The name “Omaere” means “nature of the rainforest” in the Waorani.
The Omaere Ethnobotanical Park was one of the first ethnobotanical parks in all of Latin America. Ethnobotany is the study of the relations between cultures and the plants that surround them. Whether it is for medicinal, shelter, spiritual, or nutritional use, plants are a fundamental part of life for the indigenous peoples of the Amazon. Here in the Park you can visit traditional houses, where we teach about the Shuar and Waorani cultures and show some of their weapons and tools. We are located in Puyo, Ecuador, just a few minutes walk from the city center. Visit us in the Park; the entrance fee is $3 adults, $1.50 students, $0.50 children. (Each group should pay a minimum of $5.) Walks are guided and last 1-2 hours, depending on the interest of the visitor. The park is open every day except on Monday from 9am until 5pm. People in a big hurry can see some of the main points in half an hour. While on the trails, you will have a chance to feel the aroma of orchids, the taste of cinnamon, the spines of Cat’s Claw Vine, and be painted with Achotillo sap. Please call ahead to make a reservation if you need an English speaking guide.
You can discover a great diversity of useful plants along our trails during the guided walks. These may last one or two hours, depending on the time and interest of the vistors. Those who are in a rush may see the principal points in half an hour. The walks are led by native guides, biologists and volunteers. During the walk, you will see a large variety of edible, medicinal and cultural plants, together with those used to build homes. You will also learn about the Shuar and Waorani cultures, including their social life, arquitecture, arms and tools. There is also the opportunity to enjoy nature in general, in all its beauty.

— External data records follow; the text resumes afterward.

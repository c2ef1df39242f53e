//! Implicit-reference extraction
//!
//! A component's spec can point at sibling components three ways:
//!
//! - `valueFrom: {component: C, output: X}` anywhere in the spec
//! - kind-specific target fields (`targetComponent`, `component`, `queue`,
//!   `cluster`, sqs/lambda subscription endpoints)
//! - lazy `${component.output}` text references left by interpolation
//!
//! Each occurrence becomes an [`ImplicitRef`], surfaced to the graph
//! builder as an edge and to the validator for resolution checks.

use once_cell::sync::Lazy;
use regex::Regex;
use serde_json::Value;

use crate::schema::{ImplicitRef, Resource};

static OUTPUT_REF_RE: Lazy<Regex> =
    Lazy::new(|| Regex::new(r"\$\{([A-Za-z0-9_-]+)\.([A-Za-z0-9_-]+)\}").expect("valid regex"));

/// Collect every implicit reference in a component's spec
///
/// Grouping documents (Stack, Service) yield nothing. Duplicates are
/// removed, preserving first-seen order.
pub fn extract_implicit_refs(resource: &Resource) -> Vec<ImplicitRef> {
    if !resource.is_component() {
        return Vec::new();
    }

    let mut refs = Vec::new();
    walk(&resource.spec_value(), &mut refs);

    let mut seen = std::collections::HashSet::new();
    refs.retain(|r| seen.insert(r.clone()));
    refs
}

fn walk(value: &Value, refs: &mut Vec<ImplicitRef>) {
    match value {
        Value::Object(map) => {
            // valueFrom: {component, output}
            if let Some(Value::Object(vf)) = map.get("valueFrom") {
                if let (Some(Value::String(component)), Some(Value::String(output))) =
                    (vf.get("component"), vf.get("output"))
                {
                    refs.push(ImplicitRef {
                        component: component.clone(),
                        output: Some(output.clone()),
                    });
                }
            }

            // Kind-specific component pointers
            for key in ["targetComponent", "component", "queue", "cluster"] {
                if key == "component" && map.contains_key("output") {
                    continue; // interior of a valueFrom object
                }
                if let Some(Value::String(name)) = map.get(key) {
                    refs.push(ImplicitRef {
                        component: name.clone(),
                        output: None,
                    });
                }
            }

            // sqs/lambda subscriptions name a component in `endpoint`
            if let (Some(Value::String(protocol)), Some(Value::String(endpoint))) =
                (map.get("protocol"), map.get("endpoint"))
            {
                if matches!(protocol.as_str(), "sqs" | "lambda") {
                    refs.push(ImplicitRef {
                        component: endpoint.clone(),
                        output: None,
                    });
                }
            }

            for (key, child) in map {
                if key == "valueFrom" {
                    continue;
                }
                walk(child, refs);
            }
        }
        Value::Array(items) => {
            for item in items {
                walk(item, refs);
            }
        }
        Value::String(text) => {
            for caps in OUTPUT_REF_RE.captures_iter(text) {
                refs.push(ImplicitRef {
                    component: caps[1].to_string(),
                    output: Some(caps[2].to_string()),
                });
            }
        }
        _ => {}
    }
}

// ============================================================================
// TESTS
// ============================================================================

#[cfg(test)]
mod tests {
    use super::*;
    use crate::parser::parse_documents;
    use std::path::PathBuf;

    fn parse_one(yaml: &str) -> Resource {
        parse_documents(yaml, &PathBuf::from("test.yaml"))
            .unwrap()
            .remove(0)
    }

    #[test]
    fn test_value_from_extracted() {
        let resource = parse_one(
            r#"
kind: MicroService
metadata: {name: api}
spec:
  image: {repository: r}
  platform: fargate
  env:
    - name: DB_HOST
      valueFrom: {component: db, output: endpoint}
"#,
        );
        let refs = extract_implicit_refs(&resource);
        assert_eq!(
            refs,
            vec![ImplicitRef {
                component: "db".into(),
                output: Some("endpoint".into())
            }]
        );
    }

    #[test]
    fn test_target_component_extracted() {
        let resource = parse_one(
            r#"
kind: ALB
metadata: {name: edge}
spec:
  listeners:
    - port: 443
      protocol: HTTPS
      targetComponent: api
"#,
        );
        let refs = extract_implicit_refs(&resource);
        assert_eq!(refs[0].component, "api");
        assert_eq!(refs[0].output, None);
    }

    #[test]
    fn test_text_output_ref_extracted() {
        let resource = parse_one(
            r#"
kind: Lambda
metadata: {name: notifier}
spec:
  runtime: python3.12
  handler: app.handler
  environment:
    QUEUE_URL: ${orders.url}
"#,
        );
        let refs = extract_implicit_refs(&resource);
        assert_eq!(
            refs,
            vec![ImplicitRef {
                component: "orders".into(),
                output: Some("url".into())
            }]
        );
    }

    #[test]
    fn test_subscription_endpoint_extracted() {
        let resource = parse_one(
            r#"
kind: SNS
metadata: {name: events}
spec:
  subscriptions:
    - protocol: sqs
      endpoint: orders
    - protocol: email
      endpoint: ops@example.com
"#,
        );
        let refs = extract_implicit_refs(&resource);
        assert_eq!(refs.len(), 1);
        assert_eq!(refs[0].component, "orders");
    }

    #[test]
    fn test_grouping_documents_yield_nothing() {
        let resource = parse_one(
            r#"
kind: Service
metadata: {name: backend}
"#,
        );
        assert!(extract_implicit_refs(&resource).is_empty());
    }

    #[test]
    fn test_duplicates_removed() {
        let resource = parse_one(
            r#"
kind: Worker
metadata: {name: consumer}
spec:
  image: {repository: r}
  queue: orders
  env:
    - name: QUEUE_URL
      valueFrom: {component: orders, output: url}
    - name: QUEUE_URL_AGAIN
      valueFrom: {component: orders, output: url}
"#,
        );
        let refs = extract_implicit_refs(&resource);
        assert_eq!(refs.len(), 2); // (orders, url) and (orders, None)
    }
}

Omaere is located on the outskirts of the city of Puyo, along the “Paseo Turístico del Río Puyo,” a trail along the Rio Puyo, to the northeast of the city. To arrive, head out of town towards Tena, but before leaving town, turn right on Calle Cotapaxi at the “Coka” gas station. Follow this street three blocks, to the Malecón del Río Puyo. where you will see statues of women of the seven ethnic groups of Pastaza Province. From here, cross the footbridge over the river, pass by the Hostal El Jardin and Hostal Flor de Canela, and continue 200 meters more until you see the entrance to Parque Etnobotánico Omaere, just before the second large bridge.
Please bring an umbrella or raincoat, because it rains frequently in Puyo. In fact, Puyo means cloud or mist in the local Kichwa language.